Aussi, les demandes de Mme [C] tendant à voir juger que la créance de la banque est éteinte, notamment par l’effet de la prescription, qu’elle en serait déchargée ou que M. [T] en serait solidairement débiteur, sont irrecevables en l’absence de toute mesure d’exécution forcée pratiquée au préjudice de Mme [C] et qui serait contestée devant la juridiction de céans.
Ces demandes, irrecevables, ne sauraient donc constituer un motif légitime pour s’opposer au désistement de M. [T].
Dans ces conditions, il y a lieu déclarer le désistement de M. [T] parfait.
Sur la demande de dommages-intérêts
Aux termes de l’article 1240 du code civil, tout fait quelconque de l’homme, qui cause à autrui un dommage, oblige celui par la faute duquel il est arrivé à le réparer.
M. [T], qui sollicite la condamnation de Mme [C] à des dommages-intérêts sur ce fondement, échoue à démontrer que Mme [C] aurait agi dans l’intention de lui nuire ou qu’elle aurait fait preuve d’une légèreté blâmable dans l’appréciation de ses droits, constitutive d’un abus.

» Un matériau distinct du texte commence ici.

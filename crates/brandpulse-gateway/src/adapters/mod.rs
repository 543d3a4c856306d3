//! Provider adapters: one per upstream, sharing [`AdapterCore`] for request
//! dispatch, retry, budget and audit.

mod facebook;
mod instagram;
mod nlp;
mod payload;
mod similarweb;

use std::future::Future;
use std::pin::Pin;
use std::sync::Arc;

use tokio_util::sync::CancellationToken;

use crate::audit::{AuditAction, AuditEvent, AuditSink, TracingAuditSink};
use crate::config::{GatewayConfig, ProviderConfig};
use crate::error::{CallError, GatewayError};
use crate::http_client::{HttpAuth, HttpClient, HttpMethod, HttpRequest, HttpResponse, ReqwestHttpClient};
use crate::provider_policy::ProviderPolicy;
use crate::retry::{CallAttempt, RetryController};
use crate::throttling::BudgetRegistry;
use crate::{CanonicalRecord, ProviderId, RecordKind};

pub use facebook::FacebookAdapter;
pub use instagram::InstagramAdapter;
pub use nlp::NlpAdapter;
pub use payload::RawPayload;
pub use similarweb::SimilarWebAdapter;

/// Future returned by adapter fetch operations.
pub type AdapterFuture<'a, T> = Pin<Box<dyn Future<Output = Result<T, GatewayError>> + Send + 'a>>;

/// Declaration of one upstream endpoint.
#[derive(Debug, Clone, Copy, PartialEq, Eq)]
pub struct EndpointSpec {
    pub name: &'static str,
    pub method: HttpMethod,
    /// Path relative to the provider's base URL.
    pub path: &'static str,
    /// Parameters that must be present and non-blank.
    pub required: &'static [&'static str],
}

impl EndpointSpec {
    pub const fn get(name: &'static str, path: &'static str, required: &'static [&'static str]) -> Self {
        Self {
            name,
            method: HttpMethod::Get,
            path,
            required,
        }
    }

    pub const fn post(name: &'static str, path: &'static str, required: &'static [&'static str]) -> Self {
        Self {
            name,
            method: HttpMethod::Post,
            path,
            required,
        }
    }
}

/// Query or form parameters of one request, in insertion order.
#[derive(Debug, Clone, Default, PartialEq, Eq)]
pub struct RequestParams(Vec<(String, String)>);

impl RequestParams {
    pub fn new() -> Self {
        Self::default()
    }

    /// Sets `name`, replacing an earlier value.
    pub fn with(mut self, name: impl Into<String>, value: impl Into<String>) -> Self {
        let name = name.into();
        let value = value.into();
        match self.0.iter_mut().find(|(existing, _)| *existing == name) {
            Some(slot) => slot.1 = value,
            None => self.0.push((name, value)),
        }
        self
    }

    pub fn get(&self, name: &str) -> Option<&str> {
        self.0
            .iter()
            .find(|(existing, _)| existing == name)
            .map(|(_, value)| value.as_str())
    }

    pub fn pairs(&self) -> &[(String, String)] {
        &self.0
    }

    /// First required parameter that is absent or blank.
    pub fn missing(&self, required: &[&'static str]) -> Option<&'static str> {
        required
            .iter()
            .copied()
            .find(|name| self.get(name).map_or(true, |value| value.trim().is_empty()))
    }
}

impl<K, V> FromIterator<(K, V)> for RequestParams
where
    K: Into<String>,
    V: Into<String>,
{
    fn from_iter<I: IntoIterator<Item = (K, V)>>(iter: I) -> Self {
        iter.into_iter()
            .fold(Self::new(), |params, (name, value)| params.with(name, value))
    }
}

/// Uniform view over every provider adapter.
pub trait ProviderAdapter: Send + Sync {
    fn id(&self) -> ProviderId;

    fn endpoints(&self) -> &'static [EndpointSpec];

    /// Calls `endpoint` until it answers, fails terminally or `cancel` fires.
    fn fetch_raw_cancellable<'a>(
        &'a self,
        endpoint: &'a str,
        params: RequestParams,
        cancel: &'a CancellationToken,
    ) -> AdapterFuture<'a, RawPayload>;

    fn fetch_raw<'a>(&'a self, endpoint: &'a str, params: RequestParams) -> AdapterFuture<'a, RawPayload> {
        Box::pin(async move {
            let cancel = CancellationToken::new();
            self.fetch_raw_cancellable(endpoint, params, &cancel).await
        })
    }

    /// Canonical records of `kind` found in `raw`. Empty means no usable
    /// data, including when the provider does not produce `kind`.
    fn normalize(&self, kind: RecordKind, raw: &RawPayload) -> Vec<CanonicalRecord>;
}

/// Request plumbing shared by the concrete adapters.
#[derive(Clone)]
pub struct AdapterCore {
    provider: ProviderId,
    policy: ProviderPolicy,
    auth: HttpAuth,
    endpoints: &'static [EndpointSpec],
    http_client: Arc<dyn HttpClient>,
    controller: RetryController,
    audit: Arc<dyn AuditSink>,
}

impl AdapterCore {
    /// Binds the provider to the budget shared by every adapter targeting
    /// the same host in `budgets`.
    pub fn new(
        config: &ProviderConfig,
        endpoints: &'static [EndpointSpec],
        http_client: Arc<dyn HttpClient>,
        audit: Arc<dyn AuditSink>,
        budgets: &BudgetRegistry,
    ) -> Self {
        let policy = config.policy.clone();
        let provider = policy.provider_id;
        let budget = budgets.budget_for(provider, &policy.api_host, policy.budget);
        let controller = RetryController::new(provider, policy.retry, budget, Arc::clone(&audit));

        Self {
            provider,
            auth: config.credentials.auth_for(&policy.api_host),
            policy,
            endpoints,
            http_client,
            controller,
            audit,
        }
    }

    /// Production wiring: reqwest transport, tracing audit, process-wide budgets.
    pub fn from_gateway_config(config: &GatewayConfig, provider: ProviderId, endpoints: &'static [EndpointSpec]) -> Self {
        Self::new(
            config.provider(provider),
            endpoints,
            Arc::new(ReqwestHttpClient::new()),
            Arc::new(TracingAuditSink),
            BudgetRegistry::global(),
        )
    }

    /// Cancels every call of this adapter once `shutdown` fires.
    pub fn with_shutdown(mut self, shutdown: CancellationToken) -> Self {
        self.controller = self.controller.with_shutdown(shutdown);
        self
    }

    pub fn provider(&self) -> ProviderId {
        self.provider
    }

    pub fn policy(&self) -> &ProviderPolicy {
        &self.policy
    }

    pub fn endpoints(&self) -> &'static [EndpointSpec] {
        self.endpoints
    }

    pub fn controller(&self) -> &RetryController {
        &self.controller
    }

    pub fn endpoint(&self, name: &str) -> Result<&'static EndpointSpec, GatewayError> {
        self.endpoints
            .iter()
            .find(|spec| spec.name == name)
            .ok_or_else(|| GatewayError::invalid_request(self.provider, format!("unknown endpoint '{name}'")))
    }

    pub async fn fetch(&self, endpoint: &str, params: &RequestParams) -> Result<RawPayload, GatewayError> {
        self.fetch_cancellable(endpoint, params, &CancellationToken::new())
            .await
    }

    /// Validates the request, then runs it through the retry controller.
    /// Invalid requests never touch the budget.
    pub async fn fetch_cancellable(
        &self,
        endpoint: &str,
        params: &RequestParams,
        cancel: &CancellationToken,
    ) -> Result<RawPayload, GatewayError> {
        let result = match self.validate(endpoint, params) {
            Ok(spec) => {
                let attempt = CallAttempt::new(
                    spec.name,
                    spec.method,
                    self.policy.endpoint_url(spec.path),
                    params.pairs().to_vec(),
                );
                tracing::debug!(
                    provider = %self.provider,
                    endpoint = spec.name,
                    method = %spec.method,
                    "dispatching provider request"
                );
                self.controller
                    .execute_cancellable(attempt, cancel, |attempt| self.send(attempt))
                    .await
            }
            Err(error) => Err(error),
        };

        self.record_outcome(endpoint, &result);
        result
    }

    fn validate(&self, endpoint: &str, params: &RequestParams) -> Result<&'static EndpointSpec, GatewayError> {
        let spec = self.endpoint(endpoint)?;
        if let Some(missing) = params.missing(spec.required) {
            return Err(GatewayError::invalid_request(
                self.provider,
                format!("endpoint '{}' requires parameter '{missing}'", spec.name),
            ));
        }
        Ok(spec)
    }

    fn send(&self, attempt: &CallAttempt) -> impl Future<Output = Result<RawPayload, CallError>> + Send + 'static {
        let request = self.build_request(attempt);
        let client = Arc::clone(&self.http_client);
        let timeout = self.policy.request_timeout;
        let retry_client_errors = self.policy.retry_client_errors;

        async move {
            let response = match tokio::time::timeout(timeout, client.execute(request)).await {
                Ok(Ok(response)) => response,
                Ok(Err(error)) => {
                    return Err(CallError::transport(error.message()).with_retryable(error.retryable()))
                }
                Err(_) => {
                    return Err(CallError::transport(format!(
                        "attempt timed out after {}ms",
                        timeout.as_millis()
                    )))
                }
            };
            classify_response(response, retry_client_errors)
        }
    }

    fn build_request(&self, attempt: &CallAttempt) -> HttpRequest {
        let timeout_ms = u64::try_from(self.policy.request_timeout.as_millis()).unwrap_or(u64::MAX);
        let request = HttpRequest::new(attempt.method, attempt.url.clone())
            .with_header("accept", "application/json")
            .with_auth(&self.auth)
            .with_timeout_ms(timeout_ms);

        match attempt.method {
            HttpMethod::Get => request.with_query(&attempt.params),
            HttpMethod::Post => request.with_form(&attempt.params),
        }
    }

    fn record_outcome(&self, endpoint: &str, result: &Result<RawPayload, GatewayError>) {
        match result {
            Ok(payload) => {
                tracing::info!(
                    provider = %self.provider,
                    endpoint,
                    success_flag = payload.is_success(),
                    "provider fetch succeeded"
                );
                self.audit.record(
                    AuditEvent::new(self.provider, AuditAction::FetchSucceeded, endpoint)
                        .with_detail("success_flag", payload.is_success()),
                );
            }
            Err(GatewayError::Cancelled { attempts, .. }) => {
                tracing::debug!(provider = %self.provider, endpoint, attempts, "provider fetch cancelled");
            }
            Err(error) => {
                tracing::warn!(
                    provider = %self.provider,
                    endpoint,
                    attempts = error.attempts(),
                    code = error.code(),
                    %error,
                    "provider fetch failed"
                );
                let mut event = AuditEvent::new(self.provider, AuditAction::FetchFailed, endpoint)
                    .with_detail("code", error.code())
                    .with_detail("attempts", error.attempts())
                    .with_detail("error", error.to_string());
                if let Some(status) = error.last_cause().and_then(CallError::status) {
                    event = event.with_detail("status", status);
                }
                self.audit.record(event);
            }
        }
    }
}

impl std::fmt::Debug for AdapterCore {
    fn fmt(&self, f: &mut std::fmt::Formatter<'_>) -> std::fmt::Result {
        f.debug_struct("AdapterCore")
            .field("provider", &self.provider)
            .field("policy", &self.policy)
            .field("auth", &self.auth)
            .finish()
    }
}

/// Maps one upstream answer onto the per-attempt error taxonomy.
fn classify_response(response: HttpResponse, retry_client_errors: bool) -> Result<RawPayload, CallError> {
    match response.status {
        200..=299 => serde_json::from_str(&response.body)
            .map(RawPayload::new)
            .map_err(|error| CallError::decode(format!("response body is not valid JSON: {error}"))),
        429 => Err(CallError::upstream_throttled(response.retry_after())),
        400..=499 => Err(
            CallError::upstream_client_error(response.status, &response.body).with_retryable(retry_client_errors),
        ),
        500..=599 => Err(CallError::upstream_server_error(response.status, &response.body)),
        status => Err(CallError::unexpected_status(status)),
    }
}

/// Wraps single-record normalizers for [`ProviderAdapter::normalize`].
fn one<T>(record: Option<T>, wrap: fn(T) -> CanonicalRecord) -> Vec<CanonicalRecord> {
    record.map(wrap).into_iter().collect()
}

fn many<T>(records: Vec<T>, wrap: fn(T) -> CanonicalRecord) -> Vec<CanonicalRecord> {
    records.into_iter().map(wrap).collect()
}

#[cfg(test)]
pub(crate) mod test_support {
    use std::collections::VecDeque;
    use std::sync::Mutex;

    use super::*;
    use crate::http_client::HttpError;

    /// Replays scripted responses in order and records every request.
    /// The last response repeats once the script runs out.
    #[derive(Debug)]
    pub struct ScriptedHttpClient {
        responses: Mutex<VecDeque<Result<HttpResponse, HttpError>>>,
        requests: Mutex<Vec<HttpRequest>>,
    }

    impl ScriptedHttpClient {
        pub fn new(responses: Vec<Result<HttpResponse, HttpError>>) -> Self {
            Self {
                responses: Mutex::new(responses.into()),
                requests: Mutex::new(Vec::new()),
            }
        }

        pub fn json(body: &str) -> Self {
            Self::new(vec![Ok(HttpResponse::ok_json(body))])
        }

        pub fn recorded_requests(&self) -> Vec<HttpRequest> {
            self.requests
                .lock()
                .expect("request store should not be poisoned")
                .clone()
        }
    }

    impl HttpClient for ScriptedHttpClient {
        fn execute<'a>(
            &'a self,
            request: HttpRequest,
        ) -> Pin<Box<dyn Future<Output = Result<HttpResponse, HttpError>> + Send + 'a>> {
            self.requests
                .lock()
                .expect("request store should not be poisoned")
                .push(request);

            let mut responses = self
                .responses
                .lock()
                .expect("response script should not be poisoned");
            let response = if responses.len() > 1 {
                responses.pop_front()
            } else {
                responses.front().cloned()
            }
            .unwrap_or_else(|| Err(HttpError::new("no scripted response")));

            Box::pin(async move { response })
        }
    }

    pub fn core_for(
        provider: ProviderId,
        endpoints: &'static [EndpointSpec],
        client: Arc<ScriptedHttpClient>,
        audit: Arc<dyn AuditSink>,
    ) -> AdapterCore {
        let config = ProviderConfig::new(
            ProviderPolicy::default_for(provider).with_budget(crate::BudgetConfig::new(1_000, 1_000.0)),
            crate::ProviderCredentials::new("test-key"),
        );
        AdapterCore::new(&config, endpoints, client, audit, &BudgetRegistry::new())
    }
}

Sa demande sera donc rejetée.
Sur les dépens et l’article 700 du code de procédure civile
L’issue du litige commande de laisser les dépens à la charge de M. [T], qui se désiste.
L’équité ne commande pas de le condamner sur le fondement de l’article 700 du code de procédure civile.

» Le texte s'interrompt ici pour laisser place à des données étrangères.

pub mod http;
pub mod local_file;
pub mod memory;
pub mod parsers;
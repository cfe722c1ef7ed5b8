use async_trait::async_trait;
use reqwest::{Client, StatusCode};
use serde_json::Value;
use tracing::{debug, error, warn};
use crate::config::ApiConfig;
use crate::domain::{
    error::ImportError,
    models::{CreateOrderResponse, OrderPayload},
    ports::OrderGateway,
};

const SESSION_EXPIRED: &str = "Session expired";

/// Creates orders through the backend's REST API (`POST {base_url}/orders`).
pub struct HttpOrderGateway {
    client: Client,
    base_url: String,
    auth_token: Option<String>,
}

impl HttpOrderGateway {
    pub fn new(base_url: String, auth_token: Option<String>) -> Self {
        debug!("Initializing order API client for {}", base_url);
        Self {
            client: Client::new(),
            base_url,
            auth_token,
        }
    }

    pub fn from_config(config: &ApiConfig) -> Self {
        Self::new(config.base_url.clone(), config.auth_token.clone())
    }

    fn orders_url(&self) -> String {
        format!("{}/orders", self.base_url.trim_end_matches('/'))
    }
}

#[async_trait]
impl OrderGateway for HttpOrderGateway {
    async fn create_order(&self, payload: &OrderPayload) -> Result<CreateOrderResponse, ImportError> {
        let url = self.orders_url();

        let mut request = self.client.post(&url).json(payload);
        if let Some(token) = &self.auth_token {
            request = request.bearer_auth(token);
        }

        let response = request.send().await.map_err(|e| {
            error!("Failed to reach {}: {}", url, e);
            ImportError::Transport(e.to_string())
        })?;

        let status = response.status();
        debug!("Create-order responded with {}", status);
        if status == StatusCode::UNAUTHORIZED {
            warn!("Order API rejected the credentials");
            return Ok(CreateOrderResponse::rejected(SESSION_EXPIRED));
        }

        let body: Value = response.json().await.map_err(|e| {
            error!("Create-order response from {} is not JSON: {}", url, e);
            ImportError::Decode(e.to_string())
        })?;

        Ok(interpret_response(&body))
    }
}

/// Anything other than `{"success": true, ...}` counts as a rejection.
fn interpret_response(body: &Value) -> CreateOrderResponse {
    let success = body.get("success").and_then(Value::as_bool).unwrap_or(false);
    let message = body
        .get("message")
        .and_then(Value::as_str)
        .map(str::to_string);

    if !success && body.get("success").is_none() {
        debug!("Create-order response has no success flag: {}", body);
    }
    CreateOrderResponse { success, message }
}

Le juge de l’exécution, statuant publiquement, par jugement contradictoire et en premier ressort, prononcé par mise à disposition au greffe,
Déclare recevable l’intervention volontaire de la société ABN Amro bank N.V., venant aux droit de la société Banque Neuflize OBC,
Déclare irrecevables les demandes de Mme [F] [C],
Constate le désistement de M. [L] [T] de son instance et de son action,
Rejette la demande de dommages-intérêts formée par M. [L] [T],
Condamne M. [L] [T] aux dépens,
Rejette les demandes formées par les parties sur le fondement des dispositions de l’article 700 du code de procédure civile,
Rappelle que la présente décision est exécutoire de droit à titre provisoire.